The idea of a general intelligence remains popular, no doubt in part because our everyday experiences lead most of us to conclude that we can tell whether the people we interact with are, in general, smart or not. It rarely occurs to us that some of the people we might dismiss as dim are in fact still suffering the effects of inappropriate teaching methods from their early years. They may have been so deeply traumatized or isolated by teachers — or even parents — insufficiently concerned about their emotional well-being that their intellectual capabilities, along with their inherent human curiosity, became stunted.
An increasing number of educators and researchers share the view that schools at all levels must pay closer attention to students' emotional development. Their concerns go beyond efforts to boost self-esteem. In a sense, they are talking about the survival skills needed to participate effectively as citizens in a democracy: "All adolescents have basic human needs that must be met if they are to grow up into decent, caring, informed citizens."

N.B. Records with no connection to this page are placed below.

impl<'a, B> Renderer<'a, B>
where
    B: Backend,
{
    pub fn new(
        surface: &'a mut B::Surface,
        adapter: &'a adapter::Adapter<B>,
        device: &'a B::Device,
        queue: &'a mut B::CommandQueue,
        family: QueueFamilyId,
        config: &Config,
        resized: Arc<AtomicBool>,
    ) -> Result<Self, ContextError> {
        let memory_types = adapter.physical_device.memory_properties().memory_types;
        let limits = adapter.physical_device.limits();

        let init_dims = window::Extent2D {
            width: config.width,
            height: config.height,
        };
        let swapchain = Swapchain::new(device, surface, adapter, init_dims)?;
        let render_pass = Self::create_render_pass(device, swapchain.format)?;

        let mut command_pool = Self::create_command_pool(device, family)?;
        let frames_in_flight = config.frames_in_flight;

        let command_buffers = Self::allocate_command_buffer(&mut command_pool, frames_in_flight);
        let submission_complete_semaphores = Self::create_semaphores(device, frames_in_flight)?;
        let submission_complete_fences = Self::create_fences(device, frames_in_flight)?;

        Ok(Renderer {
            device,
            queue,
            memory_types,
            limits,
            resized,
            submission_complete_semaphores,
            submission_complete_fences,
            framebuffers: (0..frames_in_flight).map(|_| None).collect(),
            frames_in_flight,
            command_pool: ManuallyDrop::new(command_pool),
            swapchain: ManuallyDrop::new(swapchain),
            render_pass,
            programs: Vec::new(),
            buffers: Vec::new(),
            pipeline: None,
            state: State::default(),
            command_buffers,
            frame: 0,
        })
    }

    /// Drops the pipeline so the next draw rebuilds it from current state.
    fn invalidate_pipeline(&mut self) {
        self.state.pipeline_error_logged = false;
        if let Some(pipeline) = self.pipeline.take() {
            if let Err(err) = self.device.wait_idle() {
                log::warn!("device did not go idle before pipeline rebuild: {:?}", err);
            }
            drop(pipeline);
        }
    }

    fn ensure_pipeline(&mut self) -> Result<(), ContextError> {
        if self.pipeline.is_some() {
            return Ok(());
        }
        let no_program = || ContextError::resource("graphics pipeline", "no program in use");
        let handle = self.state.program.ok_or_else(no_program)?;
        let program = self
            .programs
            .get(handle.0 as usize)
            .ok_or_else(no_program)?;
        let attributes = self.state.attributes();
        for attribute in &attributes {
            match self.buffers.get(attribute.buffer.0 as usize) {
                Some(Some(_)) => {}
                _ => {
                    return Err(ContextError::resource(
                        "graphics pipeline",
                        format!("attribute {} reads an empty buffer", attribute.location),
                    ))
                }
            }
        }

        self.pipeline = Some(Pipeline::new(
            self.device,
            &program.vs_module,
            &program.fs_module,
            &*self.render_pass,
            &attributes,
            program.linked.uniform_block_size(),
        )?);
        Ok(())
    }

    fn render(&mut self) -> Result<(), ContextError> {
        if self.resized.swap(false, Ordering::Relaxed) {
            self.swapchain.recreate()?;
        }
        if !self.state.draws.is_empty() {
            if let Err(err) = self.ensure_pipeline() {
                if self.state.first_pipeline_error() {
                    log::warn!("draws skipped: {}", err);
                }
            }
        }

        let surface_image = unsafe {
            match self.swapchain.surface.acquire_image(!0) {
                Ok((image, _)) => image,
                Err(err) => {
                    log::debug!("acquire failed ({:?}), recreating swapchain", err);
                    return self.swapchain.recreate();
                }
            }
        };

        let frame_buffer = unsafe {
            self.device.create_framebuffer(
                &self.render_pass,
                iter::once(surface_image.borrow()),
                i::Extent {
                    width: self.swapchain.dims.width,
                    height: self.swapchain.dims.height,
                    depth: 1,
                },
            )
        }
        .map_err(|err| ContextError::resource("framebuffer", err))?;

        let frame_idx = self.frame % self.frames_in_flight;

        unsafe {
            let fence = &self.submission_complete_fences[frame_idx];
            self.device
                .wait_for_fence(fence, !0)
                .map_err(|err| ContextError::resource("fence wait", err))?;
            self.device
                .reset_fence(fence)
                .map_err(|err| ContextError::resource("fence reset", err))?;
            if let Some(old) = self.framebuffers[frame_idx].take() {
                self.device.destroy_framebuffer(old);
            }
        }

        let cmd_buffer = &mut self.command_buffers[frame_idx];
        unsafe {
            cmd_buffer.begin_primary(command::CommandBufferFlags::ONE_TIME_SUBMIT);
            cmd_buffer.set_viewports(0, &[self.swapchain.viewport.clone()]);
            cmd_buffer.set_scissors(0, &[self.swapchain.viewport.rect]);
            cmd_buffer.begin_render_pass(
                &self.render_pass,
                &frame_buffer,
                self.swapchain.viewport.rect,
                &[command::ClearValue {
                    color: command::ClearColor {
                        float32: self.state.clear_color,
                    },
                }],
                command::SubpassContents::Inline,
            );

            if let Some(pipeline) = &self.pipeline {
                let buffers = &self.buffers;
                let vertex_buffers = pipeline.bindings.iter().filter_map(|handle| {
                    buffers[handle.0 as usize]
                        .as_ref()
                        .map(|memory| (&*memory.buffer.buf, b::SubRange::WHOLE))
                });
                cmd_buffer.bind_graphics_pipeline(&pipeline.pipeline);
                cmd_buffer.bind_vertex_buffers(0, vertex_buffers);
                if pipeline.push_constant_size > 0 {
                    let words = pipeline.push_constant_size as usize / 4;
                    cmd_buffer.push_graphics_constants(
                        &pipeline.pipeline_layout,
                        pso::ShaderStageFlags::VERTEX,
                        0,
                        &self.state.push_constants[..words],
                    );
                }
                for &(first, count) in &self.state.draws {
                    cmd_buffer.draw(first..first + count, 0..1);
                }
            }

            cmd_buffer.end_render_pass();
            cmd_buffer.finish();

            let submission = Submission {
                command_buffers: iter::once(&*cmd_buffer),
                wait_semaphores: None,
                signal_semaphores: iter::once(&self.submission_complete_semaphores[frame_idx]),
            };

            self.queue.submit(
                submission,
                Some(&self.submission_complete_fences[frame_idx]),
            );

            let result = self.queue.present_surface(
                &mut *self.swapchain.surface,
                surface_image,
                Some(&self.submission_complete_semaphores[frame_idx]),
            );

            self.framebuffers[frame_idx] = Some(frame_buffer);
            self.frame += 1;

            if let Err(err) = result {
                log::debug!("present failed ({:?}), recreating swapchain", err);
                self.swapchain.recreate()?;
            }
        }

        Ok(())
    }

    fn create_render_pass(
        device: &B::Device,
        format: f::Format,
    ) -> Result<ManuallyDrop<B::RenderPass>, ContextError> {
        let attachment = pass::Attachment {
            format: Some(format),
            samples: 1,
            ops: pass::AttachmentOps::new(
                pass::AttachmentLoadOp::Clear,
                pass::AttachmentStoreOp::Store,
            ),
            stencil_ops: pass::AttachmentOps::DONT_CARE,
            layouts: i::Layout::Undefined..i::Layout::Present,
        };

        let subpass = pass::SubpassDesc {
            colors: &[(0, i::Layout::ColorAttachmentOptimal)],
            depth_stencil: None,
            inputs: &[],
            resolves: &[],
            preserves: &[],
        };

        unsafe { device.create_render_pass(&[attachment], &[subpass], &[]) }
            .map(ManuallyDrop::new)
            .map_err(|err| ContextError::resource("render pass", err))
    }

    fn create_command_pool(
        device: &B::Device,
        family: QueueFamilyId,
    ) -> Result<B::CommandPool, ContextError> {
        unsafe { device.create_command_pool(family, pool::CommandPoolCreateFlags::RESET_INDIVIDUAL) }
            .map_err(|err| ContextError::resource("command pool", err))
    }

    fn allocate_command_buffer(
        command_pool: &mut B::CommandPool,
        frames_in_flight: usize,
    ) -> Vec<B::CommandBuffer> {
        (0..frames_in_flight)
            .map(|_| unsafe { command_pool.allocate_one(command::Level::Primary) })
            .collect()
    }

    fn create_semaphores(
        device: &B::Device,
        frames_in_flight: usize,
    ) -> Result<Vec<B::Semaphore>, ContextError> {
        (0..frames_in_flight)
            .map(|_| {
                device
                    .create_semaphore()
                    .map_err(|err| ContextError::resource("semaphore", err))
            })
            .collect()
    }

    fn create_fences(
        device: &B::Device,
        frames_in_flight: usize,
    ) -> Result<Vec<B::Fence>, ContextError> {
        (0..frames_in_flight)
            .map(|_| {
                device
                    .create_fence(true)
                    .map_err(|err| ContextError::resource("fence", err))
            })
            .collect()
    }
}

A number of researchers have also created alternative ways to conceptualize and measure intelligence — and it should be noted that not all models of intelligence contradict one another; many can in fact be used in tandem. These alternative models also carry within them implications for how best to teach children.
The following widely accepted definition captures the core concept of emotional intelligence:
Emotional intelligence (EI) is sometimes referred to as emotional quotient or emotional literacy. Individuals with emotional intelligence are able to relate to others with compassion and empathy, have well-developed social skills, and use this emotional awareness to direct their actions and behavior. The term was coined in 1990 by psychologists John Mayer and Peter Salovey. In 1995, psychologist and journalist Daniel Goleman published the highly successful Emotional Intelligence, which built on Mayer and Salovey's work and popularized the EI concept.
Mayer and Salovey argued that there are four distinct factors that compose each individual's emotional intelligence:
First, the ability to identify emotions — both those one is feeling oneself and the probable emotions of those around one. Second, the ability to use one's emotions to assist in thinking through a situation and in making appropriate decisions about how to act. Third, the ability to understand one's own emotions, and later the emotions of others — and especially to understand how one emotion tends to lead to another. For example, the relief at finding that a loved one who was feared missing is indeed safe quite often transmutes very quickly into annoyance or anger that the person caused such fright. As adults we understand this complex emotional switch, but it is something we had to learn as children. Fourth, the ability to manage and control our own emotions, and to know how to deal with the emotions of others.
One reason that many teachers and parents may not be overly concerned with teaching children social and emotional skills is the belief that such skills are "natural" — something all humans will acquire proficiency in, just as all non-disabled humans learn to walk. Certainly making friends seems in some senses more "natural" than calculus, but humans can do both because of the ways evolution has shaped our brains, and both improve significantly with practice.
Moreover — and this is the central point of this paper — helping children acquire emotional competence not only allows them to learn other subjects more quickly, because they possess the confidence and sense of well-being needed to attempt and master new skills, but developing emotional and social skills also has neurological ramifications that make it biologically easier for children to learn mathematics, language arts, and science.
Goleman notes that research shows children can learn to be emotionally competent. Perhaps most importantly, the timeline for developing the "neural architecture" that helps children handle emotional impulses is comparatively long: the areas of the brain involved in these decisions develop throughout childhood and early adolescence, giving schools a wide window of opportunity.